Roy Schestowitz said,
December 20, 2009 at 4:37 pm
I think that he still uses GNU/Linux actually.
Yuhong Bao Reply:
December 20th, 2009 at 4:41 pm
That claim comes from interviews with Sergey Brin I have read. I don’t think it really matters, as both are non-Windows platforms and are similar in many ways too.
Roy Schestowitz Reply:
December 20th, 2009 at 5:14 pm
I vaguely remember what he said and it was not about Apple. Unless you can find the source of course…
Yuhong Bao Reply:
December 20th, 2009 at 6:11 pm
Here is one source:
http://valleywag.gawker.com/5044780/google-cofounder-on-no-chrome-for-macs-its-embarrassing
Roy Schestowitz Reply:
December 20th, 2009 at 6:17 pm
It seems like it’s the WSJers (Murdoch’s) who complained, not Brin.
‘”But you don’t have a Mac version, baby, so no,” Swisher tells him in this clip, excerpted from Swisher’s longer interview. “I know, I know, it’s embarrassing,” says Brin.’
Roy Schestowitz Reply:
December 20th, 2009 at 6:19 pm
I should add: on another occasion I believe that Brin actually wrote (proactively) about needing Google Earth for GNU/Linux, which he appears to have used on his desktop for over a decade.
whatever Reply:
December 20th, 2009 at 10:58 pm
At Google I/O in May (I was there), he spoke a lot about Chrome and Mac. Eric uses Mac for sure — I think Sergey is 50/50 Mac/Linux. I’ve never seen him at an even using anything but a MacBook Pro unless it was specifically for a demo.

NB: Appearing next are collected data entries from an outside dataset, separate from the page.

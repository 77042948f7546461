//! Veil Engine - proxy-engine configuration and supervision
//!
//! The proxy engine (an Xray-compatible binary) is treated as a black box:
//! this crate compiles its configuration document, writes it to disk,
//! runs the engine as a child process and reads traffic counters back out.
//!
//! # Architecture
//!
//! ```text
//! ServerProfile + RoutingOptions
//!            │
//!            ▼
//!      compiler::build ──▶ ConfigDocument ──▶ config_file::write_config
//!                                                     │
//!                                                     ▼
//!   SupervisorEvent ◀── ProcessSupervisor ──▶ `engine run -config <path>`
//!        (log lines, traffic, exit)                   │
//!                                                     ▼
//!                          stats::query_traffic ◀── `engine api statsquery`
//! ```

mod binary;
mod compiler;
mod config_file;
mod platform;
mod routing;
mod stats;
mod supervisor;
mod traffic;
mod version;

pub use binary::EngineBinary;
pub use compiler::{build, build_for, tags, ConfigDocument};
pub use config_file::{write_config, ConfigFileError};
pub use platform::{detect_platform, platform_for, LinuxPlatform, MacOsPlatform, PlatformProvider, WindowsPlatform};
pub use routing::{
    DefaultPolicy, RoutingOptions, RuleKind, RuleList, TunOptions, DEFAULT_API_PORT,
    DEFAULT_SOCKS_PORT,
};
pub use stats::{parse_stats_output, query_traffic, StatsError, TrafficTotals, STATS_QUERY_TIMEOUT};
pub use supervisor::{
    ExitKind, LineBuffer, LogStream, ProcessSupervisor, RunEvent, SupervisorError,
    SupervisorEvent, SupervisorState, DEFAULT_CLEANUP_GRACE, DEFAULT_STOP_TIMEOUT,
};
pub use traffic::{parse_traffic_delta, TrafficCounters};
pub use version::{
    probe_version, EngineVersion, ProcessRoutingProbe, MIN_PROCESS_ROUTING_VERSION,
    VERSION_PROBE_TIMEOUT,
};
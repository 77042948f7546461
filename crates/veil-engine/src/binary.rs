//! One-shot engine invocations (`version`, `api statsquery`)

use std::io;
use std::path::{Path, PathBuf};
use std::process::{Output, Stdio};
use std::time::Duration;
use tokio::process::Command;

/// Location of the engine executable
#[derive(Debug, Clone, PartialEq, Eq)]
pub struct EngineBinary {
    pub executable: PathBuf,
    pub working_dir: Option<PathBuf>,
}

impl EngineBinary {
    pub fn new(executable: impl Into<PathBuf>) -> Self {
        Self {
            executable: executable.into(),
            working_dir: None,
        }
    }

    pub fn with_working_dir(mut self, dir: Option<PathBuf>) -> Self {
        self.working_dir = dir;
        self
    }

    pub fn path(&self) -> &Path {
        &self.executable
    }

    /// Run the engine with `args` and collect its output
    ///
    /// The child is killed if it outlives `timeout`; that case is reported
    /// as [`io::ErrorKind::TimedOut`].
    pub(crate) async fn output(&self, args: &[&str], timeout: Duration) -> io::Result<Output> {
        let mut command = Command::new(&self.executable);
        command
            .args(args)
            .stdin(Stdio::null())
            .stdout(Stdio::piped())
            .stderr(Stdio::piped())
            .kill_on_drop(true);
        if let Some(dir) = &self.working_dir {
            command.current_dir(dir);
        }

        match tokio::time::timeout(timeout, command.output()).await {
            Ok(output) => output,
            Err(_) => Err(io::Error::new(
                io::ErrorKind::TimedOut,
                format!("{} {} timed out", self.executable.display(), args.join(" ")),
            )),
        }
    }
}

Not that it matters, the lack of a Mac version was hugely embarrassing as much of Google HQ uses Mac. I know a lot of Google people and only a handful use anything but Mac OS X — or at the very least they use Mac hardware. Even with Pinkerton (co-creator of Camino, the first Mac-native implementation of Gecko that predated Safari and outperformed Firefox for Mac until Firefox 3 — ironically both original Camino debs now work on WebKit. Scott at Apple, Mike at Google) on the team, the Mac version had no excuse for being so slow to go beta. I mean, it’s so similar to Safari as is (the web inspector is exactly the same as web inspector in Safari, right down to the glyphs and buttons. And that’s true for all platforms), just with differet JavaScript engine a d extension support that amounts to essentially GreaseMonkey.
As for the EULA, whatever. I mean they say don’t be evil, but it’s not like they don’t want to track every aspect of your online activity so they can better sell ads against what you use.
Roy Schestowitz Reply:
December 21st, 2009 at 3:26 am
Well, the EULA does matter though.
Yuhong Bao Reply:
December 31st, 2009 at 2:13 am
“Eric uses Mac for sure — I think Sergey is 50/50 Mac/Linux. ”
And as I said, it didn’t matter which one, because it was not actually about Chrome for Mac, it was about Chrome for non-Windows platforms.
Roy Schestowitz Reply:
December 31st, 2009 at 4:34 am
But Schmidt was also in Apple’s board for a long time.
seller_liar said,
December 31, 2009 at 7:24 am
The google logo is very similar of freemansonry
Roy Schestowitz Reply:
December 31st, 2009 at 7:41 am
I’m sure Brin and the lads never intended for this to happen back in 1998 (in a students’ garage).